Task brief: Search the listing below for the string "files", then copy every line it appears in.

Task input START

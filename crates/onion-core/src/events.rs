/// Host-facing notifications the facade produces. The host polls or
/// subscribes to these; the orchestrator never calls back into host code
/// directly.
#[derive(Debug, Clone)]
pub enum OrchestratorEvent {
    RunningChanged(bool),
    OnionAddressChanged(String),
    OnionAddressesChanged,
    StatusChanged(String),
    Log(String),
    Error(String),
    Started,
    Stopped,
    BootstrapProgressChanged(u8),
    CurrentStatusChanged(String),
    InitializingChanged(bool),
    InstallingChanged(bool),
    RequestCountChanged(String, u64),
    RequestCountsChanged,
    DownloadErrorCodeChanged(String),
    DownloadErrorMsgChanged(String),
    GpgWarning(String, String),
}
use serde::{Deserialize, Serialize};
use std::path::PathBuf;

/// Ambient configuration for the whole orchestrator, following the
/// teacher's `TorServiceConfig::from_env()` convention: defaults, then an
/// optional file, then environment overrides.
#[derive(Debug, Clone, Serialize, Deserialize)]
#[serde(default)]
pub struct OrchestratorConfig {
    pub install_root: PathBuf,
    pub require_gpg: bool,
    pub http_timeout_secs: u64,
    pub download_timeout_secs: u64,
    pub tar_timeout_secs: u64,
    pub gpg_timeout_secs: u64,
    pub allowed_fingerprints: Vec<String>,
    pub log_level: String,
}

impl Default for OrchestratorConfig {
    fn default() -> Self {
        Self {
            install_root: std::env::temp_dir().join("onion-install"),
            require_gpg: false,
            http_timeout_secs: 120,
            download_timeout_secs: 300,
            tar_timeout_secs: 600,
            gpg_timeout_secs: 60,
            allowed_fingerprints: Vec::new(),
            log_level: "info".to_string(),
        }
    }
}

impl OrchestratorConfig {
    pub fn from_file(path: &std::path::Path) -> Result<Self, String> {
        let text = std::fs::read_to_string(path).map_err(|e| e.to_string())?;
        toml::from_str(&text).map_err(|e| e.to_string())
    }

    /// Layers `ONION_INSTALL_ROOT` / `ONION_REQUIRE_GPG` / `ONION_LOG_LEVEL`
    /// on top of `base` (defaults, or a loaded config file).
    pub fn from_env_over(mut base: Self) -> Self {
        if let Ok(root) = std::env::var("ONION_INSTALL_ROOT") {
            base.install_root = PathBuf::from(root);
        }
        if let Ok(flag) = std::env::var("ONION_REQUIRE_GPG") {
            base.require_gpg = matches!(flag.to_lowercase().as_str(), "1" | "true" | "yes");
        }
        if let Ok(level) = std::env::var("ONION_LOG_LEVEL") {
            base.log_level = level;
        }
        base
    }

    pub fn from_env() -> Self {
        Self::from_env_over(Self::default())
    }
}
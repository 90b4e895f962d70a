use serde::{Deserialize, Serialize};
use std::path::Path;

pub const MARKER_FILE: &str = ".installed";

#[derive(Debug, Clone, Serialize, Deserialize, PartialEq, Eq)]
pub struct InstallMarker {
    pub version: String,
    pub file: String,
    pub sha256: String,
}

impl InstallMarker {
    pub fn write(dir: &Path, marker: &InstallMarker) -> std::io::Result<()> {
        let text = toml::to_string_pretty(marker)
            .unwrap_or_else(|_| String::from("# failed to serialize install marker"));
        std::fs::write(dir.join(MARKER_FILE), text)
    }

    pub fn read(dir: &Path) -> Option<InstallMarker> {
        let text = std::fs::read_to_string(dir.join(MARKER_FILE)).ok()?;
        toml::from_str(&text).ok()
    }
}

#[cfg(test)]
mod tests {
    use super::*;

    #[test]
    fn round_trips_through_toml() {
        let dir = tempfile::tempdir().unwrap();
        let marker = InstallMarker {
            version: "14.5.1".into(),
            file: "tor-expert-bundle-linux-x86_64-14.5.1.tar.gz".into(),
            sha256: "a".repeat(64),
        };
        InstallMarker::write(dir.path(), &marker).unwrap();
        let read_back = InstallMarker::read(dir.path()).unwrap();
        assert_eq!(marker, read_back);
    }

    #[test]
    fn missing_marker_reads_as_none() {
        let dir = tempfile::tempdir().unwrap();
        assert!(InstallMarker::read(dir.path()).is_none());
    }
}
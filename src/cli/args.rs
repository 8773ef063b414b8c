//! CLI argument definitions.
//!
//! All Clap derive structs for `fencewatch` command-line parsing.

use std::path::PathBuf;

use clap::{ArgAction, Args, Parser, Subcommand};

/// Geofence enforcement daemon for RCON-managed game servers.
#[derive(Parser, Debug)]
#[command(name = "fencewatch", author, version, about)]
#[command(propagate_version = true)]
pub struct Cli {
    /// Subcommand to execute.
    #[command(subcommand)]
    pub command: Commands,

    /// Increase verbosity (-v info, -vv debug, -vvv trace).
    #[arg(short, long, action = ArgAction::Count, global = true)]
    pub verbose: u8,

    /// Suppress all non-error output.
    #[arg(short, long, global = true)]
    pub quiet: bool,

    /// Emit logs as newline-delimited JSON.
    #[arg(long, global = true)]
    pub log_json: bool,
}

/// Top-level subcommands.
#[derive(Subcommand, Debug)]
pub enum Commands {
    /// Monitor the configured servers and enforce their fences.
    Run(RunArgs),

    /// Validate configuration files without connecting to any server.
    Validate(ValidateArgs),
}

/// Arguments for `run`.
#[derive(Args, Debug)]
pub struct RunArgs {
    /// Path to the YAML configuration file.
    #[arg(
        short,
        long,
        default_value = "config.yml",
        env = "FENCEWATCH_CONFIG"
    )]
    pub config: PathBuf,

    /// Serve Prometheus metrics on `127.0.0.1:<port>`.
    #[arg(long, env = "FENCEWATCH_METRICS_PORT")]
    pub metrics_port: Option<u16>,
}

/// Arguments for `validate`.
#[derive(Args, Debug)]
pub struct ValidateArgs {
    /// Configuration files to validate.
    #[arg(required = true)]
    pub files: Vec<PathBuf>,
}
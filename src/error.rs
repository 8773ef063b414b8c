//! Error types for `fencewatch`.
//!
//! Provides the error hierarchy and the mapping from errors to process
//! exit codes.

use std::path::PathBuf;
use thiserror::Error;

// ============================================================================
// Exit Codes
// ============================================================================

/// Exit codes for `fencewatch` CLI operations.
///
/// These codes follow Unix conventions.
pub struct ExitCode;

impl ExitCode {
    /// Successful execution
    pub const SUCCESS: i32 = 0;

    /// General error
    pub const ERROR: i32 = 1;

    /// Configuration error (invalid YAML, validation failure)
    pub const CONFIG_ERROR: i32 = 2;

    /// I/O error (file not found, permission denied)
    pub const IO_ERROR: i32 = 3;

    /// RCON error (connection failed, command rejected)
    pub const RCON_ERROR: i32 = 4;

    /// Interrupted by SIGINT (Ctrl+C)
    pub const INTERRUPTED: i32 = 130;

    /// Terminated by SIGTERM
    pub const TERMINATED: i32 = 143;
}

// ============================================================================
// Top-Level Error
// ============================================================================

/// Top-level error type for `fencewatch` operations.
#[derive(Debug, Error)]
pub enum FenceWatchError {
    /// Configuration loading or validation error
    #[error(transparent)]
    Config(#[from] ConfigError),

    /// RCON connection or command error
    #[error(transparent)]
    Rcon(#[from] RconError),

    /// I/O error
    #[error("I/O error: {0}")]
    Io(#[from] std::io::Error),

    /// YAML parsing error
    #[error("YAML error: {0}")]
    Yaml(#[from] serde_yaml::Error),
}

impl FenceWatchError {
    /// Returns the appropriate exit code for this error.
    #[must_use]
    pub const fn exit_code(&self) -> i32 {
        match self {
            Self::Config(_) | Self::Yaml(_) => ExitCode::CONFIG_ERROR,
            Self::Rcon(_) => ExitCode::RCON_ERROR,
            Self::Io(_) => ExitCode::IO_ERROR,
        }
    }
}

// ============================================================================
// Configuration Errors
// ============================================================================

/// Configuration loading and validation errors.
#[derive(Debug, Error)]
pub enum ConfigError {
    /// YAML parsing failed
    #[error("parse error in {path}: {message}")]
    Parse {
        /// Path to the configuration file
        path: PathBuf,
        /// Error message from the parser
        message: String,
    },

    /// Configuration file not found
    #[error("file not found: {path}")]
    MissingFile {
        /// Path to the missing file
        path: PathBuf,
    },

    /// Field has an invalid value
    #[error("invalid value for '{field}': got '{value}', expected {expected}")]
    InvalidValue {
        /// Name of the field with invalid value
        field: String,
        /// The actual value provided
        value: String,
        /// Description of what was expected
        expected: String,
    },

    /// Environment variable referenced in configuration is not set
    #[error("environment variable '{var}' not set")]
    EnvVarNotSet {
        /// Name of the environment variable
        var: String,
    },

    /// Configuration validation failed
    #[error("validation failed:{}", errors.iter().map(|e| format!("\n  {e}")).collect::<String>())]
    Validation {
        /// List of validation issues found
        errors: Vec<ValidationIssue>,
    },
}

/// A single validation issue found during configuration validation.
#[derive(Debug, Clone)]
pub struct ValidationIssue {
    /// Path to the problematic field (e.g., `servers[0].port`)
    pub path: String,
    /// Description of the validation issue
    pub message: String,
}

impl std::fmt::Display for ValidationIssue {
    fn fmt(&self, f: &mut std::fmt::Formatter<'_>) -> std::fmt::Result {
        write!(f, "{}: {}", self.path, self.message)
    }
}

// ============================================================================
// RCON Errors
// ============================================================================

/// RCON connection and command errors.
#[derive(Debug, Error)]
pub enum RconError {
    /// I/O error on the underlying connection
    #[error("rcon I/O error: {0}")]
    Io(#[from] std::io::Error),

    /// JSON serialization/deserialization error
    #[error("rcon JSON error: {0}")]
    Json(#[from] serde_json::Error),

    /// Failed to establish a connection
    #[error("connection failed: {0}")]
    ConnectionFailed(String),

    /// Connection was closed unexpectedly
    #[error("connection closed: {0}")]
    ConnectionClosed(String),

    /// Authentication was rejected
    #[error("authentication failed: {0}")]
    Auth(String),

    /// The server rejected a command
    #[error("command rejected with status {code}: {message}")]
    Command {
        /// Status code returned by the server
        code: u16,
        /// Status message returned by the server
        message: String,
    },

    /// Protocol-level error (malformed envelope, missing fields)
    #[error("protocol error: {0}")]
    Protocol(String),
}

// ============================================================================
// Tests
// ============================================================================
//! Configuration validation.
//!
//! Structural problems become hard errors; questionable-but-workable
//! configurations produce warnings surfaced at load time.

use crate::config::schema::Config;
use crate::error::{ConfigError, ValidationIssue};

/// Upper bound for `punish_after_seconds`; values beyond this are almost
/// certainly a unit mistake.
const MAX_PUNISH_AFTER_SECONDS: u64 = 600;

/// Warning produced during configuration loading.
#[derive(Debug, Clone)]
pub struct LoadWarning {
    /// Warning message.
    pub message: String,
    /// Location in the configuration the warning refers to.
    pub location: String,
}

/// Validates a parsed configuration.
///
/// # Errors
///
/// Returns `ConfigError::Validation` listing every structural problem
/// found; warnings are returned on success.
pub fn validate(config: &Config) -> Result<Vec<LoadWarning>, ConfigError> {
    let mut errors: Vec<ValidationIssue> = Vec::new();
    let mut warnings: Vec<LoadWarning> = Vec::new();

    if config.servers.is_empty() {
        errors.push(ValidationIssue {
            path: "servers".to_string(),
            message: "at least one server must be configured".to_string(),
        });
    }

    for (i, server) in config.servers.iter().enumerate() {
        let at = |field: &str| format!("servers[{i}].{field}");

        if server.host.trim().is_empty() {
            errors.push(ValidationIssue {
                path: at("host"),
                message: "host must not be empty".to_string(),
            });
        }
        if server.port == 0 {
            errors.push(ValidationIssue {
                path: at("port"),
                message: "port must not be zero".to_string(),
            });
        }
        if server.password.is_empty() {
            errors.push(ValidationIssue {
                path: at("password"),
                message: "password must not be empty".to_string(),
            });
        }
        if let Some(seconds) = server.punish_after_seconds {
            if seconds == 0 || seconds > MAX_PUNISH_AFTER_SECONDS {
                errors.push(ValidationIssue {
                    path: at("punish_after_seconds"),
                    message: format!(
                        "must be between 1 and {MAX_PUNISH_AFTER_SECONDS}, got {seconds}"
                    ),
                });
            }
        }
        if server.idle_restart_seconds == Some(0) {
            errors.push(ValidationIssue {
                path: at("idle_restart_seconds"),
                message: "must not be zero".to_string(),
            });
        }

        if server.axis_fences.is_empty() && server.allied_fences.is_empty() {
            warnings.push(LoadWarning {
                message: "no fences configured; enforcement is disabled for this server"
                    .to_string(),
                location: format!("servers[{i}]"),
            });
        }
        for (field, template) in [
            ("warning_message", &server.warning_message),
            ("punish_message", &server.punish_message),
        ] {
            if template.as_deref().is_some_and(|t| t.trim().is_empty()) {
                warnings.push(LoadWarning {
                    message: "message template is empty; the default will not apply".to_string(),
                    location: at(field),
                });
            }
        }
    }

    if errors.is_empty() {
        Ok(warnings)
    } else {
        Err(ConfigError::Validation { errors })
    }
}
//! RCON client, connection pool, and session types.
//!
//! The monitoring engine only sees the [`RconClient`] trait; the concrete
//! wire client lives in [`protocol`] and the serializing lease layer in
//! [`pool`].

pub mod pool;
pub mod protocol;
pub mod types;

use async_trait::async_trait;

use crate::error::RconError;
use types::{PlayerSnapshot, SessionInfo};

/// Session-level operations available on an established RCON connection.
#[async_trait]
pub trait RconClient: Send {
    /// Fetches the current session snapshot.
    async fn session_info(&mut self) -> Result<SessionInfo, RconError>;

    /// Fetches the full player roster in one call.
    async fn players(&mut self) -> Result<Vec<PlayerSnapshot>, RconError>;

    /// Sends a direct message to a player, addressed by display name.
    async fn message_player(&mut self, player_name: &str, message: &str)
    -> Result<(), RconError>;

    /// Punishes a player, addressed by id, with the given reason text.
    async fn punish_player(&mut self, player_id: &str, reason: &str) -> Result<(), RconError>;
}

/// Factory producing connected [`RconClient`] instances.
///
/// The seam between the connection pool and the wire protocol; tests
/// substitute a scripted implementation.
#[async_trait]
pub trait RconConnect: Send + Sync {
    /// Establishes and authenticates a new connection.
    async fn connect(&self) -> Result<Box<dyn RconClient>, RconError>;
}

Task input END

Final answer:
    /// Validate configuration files without connecting to any server.
    /// Configuration files to validate.
    pub files: Vec<PathBuf>,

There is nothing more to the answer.